Nichols's beautifully formal approach is stunning to look at, and to digest on intellectual and emotional levels.
The Viet Nam War is a constant presence lurking in the film's subtext.
Inspired by a television airing of Marlon Brando's "The Wild One" (1953), truck driver family-man Johnny (Tom Hardy) starts his own motorcycle club, the Vandals in 1965.
Johnny goes so far as to adopt Brando's voice and speech patterns. Johnny's whole communal club is based on artifice.
What could go wrong with such a phony foundation for positive social interaction to occur? Add to that a repressed homosexual underpinning, and you've got problems galore.
In the words of Iggy Pop, "a heavy price for a heavy pose."
Iggy's "Stooges" era song "Down on the Street" makes narrative impact during one of the film's most harrowing sequences.
Real life is hardly as romantic as Hollywood would have you believe.
Johnny bites off more than he can chew as his Vandals Motorcycle Club grows rapidly with multiple chapters around the Midwest.
A hotbed of cult violence breeds like wildfire. Stupid is as stupid does.

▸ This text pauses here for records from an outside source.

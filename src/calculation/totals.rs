//! Range-level totals.

use std::collections::BTreeSet;

use rust_decimal::Decimal;

use crate::models::{
    AttendanceTotals, DailyAttendanceRow, EmployeeKeys, ExceptionKind, ExceptionRecord,
    RecordCounts,
};

use super::date_range::DateRange;

/// Counts the distinct approved records of the employee that cover at least
/// one date of the range. Holidays are not counted.
///
/// A record is identified by its kind and reference, so a locator filed for
/// three days counts once, as do rows repeating the same reference.
pub fn count_records(
    records: &[ExceptionRecord],
    keys: &EmployeeKeys,
    range: &DateRange,
) -> RecordCounts {
    let mut seen: BTreeSet<(ExceptionKind, &str)> = BTreeSet::new();
    let mut counts = RecordCounts::default();
    for record in records {
        let kind = record.kind();
        if kind == ExceptionKind::Holiday || !record.is_approved() || !record.belongs_to(keys) {
            continue;
        }
        if !record.dates.iter().any(|date| range.contains(*date)) {
            continue;
        }
        if seen.insert((kind, record.reference.as_str())) {
            counts.add(kind);
        }
    }
    counts
}

/// Sums the rows of a report.
///
/// # Arguments
///
/// * `rows` - The computed rows
/// * `records` - Every exception record supplied for the run
/// * `keys` - The employee's identifiers
/// * `range` - The requested range
/// * `minutes_per_day` - Length of a working day, used to turn late minutes
///   into days
///
/// # Returns
///
/// Totals where `late_equivalent_days` is rounded to two decimals and
/// `net_days` (credit less late-equivalent days, floored at zero) to four.
pub fn compute_totals(
    rows: &[DailyAttendanceRow],
    records: &[ExceptionRecord],
    keys: &EmployeeKeys,
    range: &DateRange,
    minutes_per_day: u32,
) -> AttendanceTotals {
    let late_minutes: u32 = rows.iter().map(|row| row.late_minutes).sum();
    let day_credit: Decimal = rows.iter().map(|row| row.day_credit).sum();

    let late_days = if minutes_per_day == 0 {
        Decimal::ZERO
    } else {
        Decimal::from(late_minutes) / Decimal::from(minutes_per_day)
    };
    let net_days = (day_credit - late_days).max(Decimal::ZERO).round_dp(4);

    AttendanceTotals {
        late_minutes,
        day_credit,
        late_equivalent_days: late_days.round_dp(2),
        net_days,
        records: count_records(records, keys, range),
    }
}
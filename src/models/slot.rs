//! The four daily time slots and a per-slot value container.

use std::fmt;

use serde::{Deserialize, Serialize};

/// One of the four time slots of a working day.
#[derive(Debug, Clone, Copy, PartialEq, Eq, Hash, PartialOrd, Ord, Serialize, Deserialize)]
#[serde(rename_all = "snake_case")]
pub enum Slot {
    /// Morning arrival.
    AmIn,
    /// Morning departure (lunch out).
    AmOut,
    /// Afternoon arrival (lunch in).
    PmIn,
    /// Afternoon departure.
    PmOut,
}

impl Slot {
    /// All slots in chronological order.
    pub const ALL: [Slot; 4] = [Slot::AmIn, Slot::AmOut, Slot::PmIn, Slot::PmOut];

    /// True for the arrival slots, where a later punch means lateness.
    pub fn is_check_in(self) -> bool {
        matches!(self, Slot::AmIn | Slot::PmIn)
    }

    /// True for the two morning slots.
    pub fn is_am(self) -> bool {
        matches!(self, Slot::AmIn | Slot::AmOut)
    }
}

impl fmt::Display for Slot {
    fn fmt(&self, f: &mut fmt::Formatter<'_>) -> fmt::Result {
        let label = match self {
            Slot::AmIn => "AM in",
            Slot::AmOut => "AM out",
            Slot::PmIn => "PM in",
            Slot::PmOut => "PM out",
        };
        f.write_str(label)
    }
}

/// One value per [`Slot`].
///
/// Used for schedules, captured times, provenance flags and fix-log
/// corrections alike.
///
/// # Example
///
/// ```
/// use dtr_engine::models::{Slot, SlotValues};
///
/// let mut captured: SlotValues<Option<u32>> = SlotValues::default();
/// *captured.get_mut(Slot::PmOut) = Some(1020);
/// assert_eq!(captured.iter().filter(|(_, v)| v.is_some()).count(), 1);
/// ```
#[derive(Debug, Clone, Copy, Default, PartialEq, Eq, Serialize, Deserialize)]
pub struct SlotValues<T> {
    /// Morning arrival value.
    pub am_in: T,
    /// Morning departure value.
    pub am_out: T,
    /// Afternoon arrival value.
    pub pm_in: T,
    /// Afternoon departure value.
    pub pm_out: T,
}

impl<T> SlotValues<T> {
    /// Builds the container by evaluating `f` for every slot.
    pub fn from_fn(mut f: impl FnMut(Slot) -> T) -> Self {
        Self {
            am_in: f(Slot::AmIn),
            am_out: f(Slot::AmOut),
            pm_in: f(Slot::PmIn),
            pm_out: f(Slot::PmOut),
        }
    }

    /// Borrows the value for `slot`.
    pub fn get(&self, slot: Slot) -> &T {
        match slot {
            Slot::AmIn => &self.am_in,
            Slot::AmOut => &self.am_out,
            Slot::PmIn => &self.pm_in,
            Slot::PmOut => &self.pm_out,
        }
    }

    /// Mutably borrows the value for `slot`.
    pub fn get_mut(&mut self, slot: Slot) -> &mut T {
        match slot {
            Slot::AmIn => &mut self.am_in,
            Slot::AmOut => &mut self.am_out,
            Slot::PmIn => &mut self.pm_in,
            Slot::PmOut => &mut self.pm_out,
        }
    }

    /// Transforms every value, keeping the slot association.
    pub fn map<U>(&self, mut f: impl FnMut(Slot, &T) -> U) -> SlotValues<U> {
        SlotValues::from_fn(|slot| f(slot, self.get(slot)))
    }

    /// Iterates `(slot, value)` pairs in chronological order.
    pub fn iter(&self) -> impl Iterator<Item = (Slot, &T)> {
        Slot::ALL.into_iter().map(move |slot| (slot, self.get(slot)))
    }
}

impl<T> SlotValues<Option<T>> {
    /// Number of slots holding a value.
    pub fn count_present(&self) -> usize {
        self.iter().filter(|(_, value)| value.is_some()).count()
    }

    /// True when no slot holds a value.
    pub fn is_empty(&self) -> bool {
        self.count_present() == 0
    }
}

Tom Hardy's Johnny hopes to pass his presidential club status on to Benny (Austin Butler), a young hothead adored by Jodie Comer's working class Kathy Bauer character.
It doesn't take much extrapolation to see the connection between motorcycle gangs and pseudo political cults such as the MAGA movement. Racism and sexism are baked into the mindsets of societal outcasts intent of instilling fear in all those they come across.
Primary to Jeff Nichols's brilliant five-act film is the female perspective of its protagonist Kathy.
Jodie Comer gives an Oscar-worthy performance that defies all expectatio
Ms. Comer's mastery of acting craft is astounding — next level stuff. Comer's Midwest exquisite Midwest accent and range of expressive physicalizations are a delight to witness. Wow!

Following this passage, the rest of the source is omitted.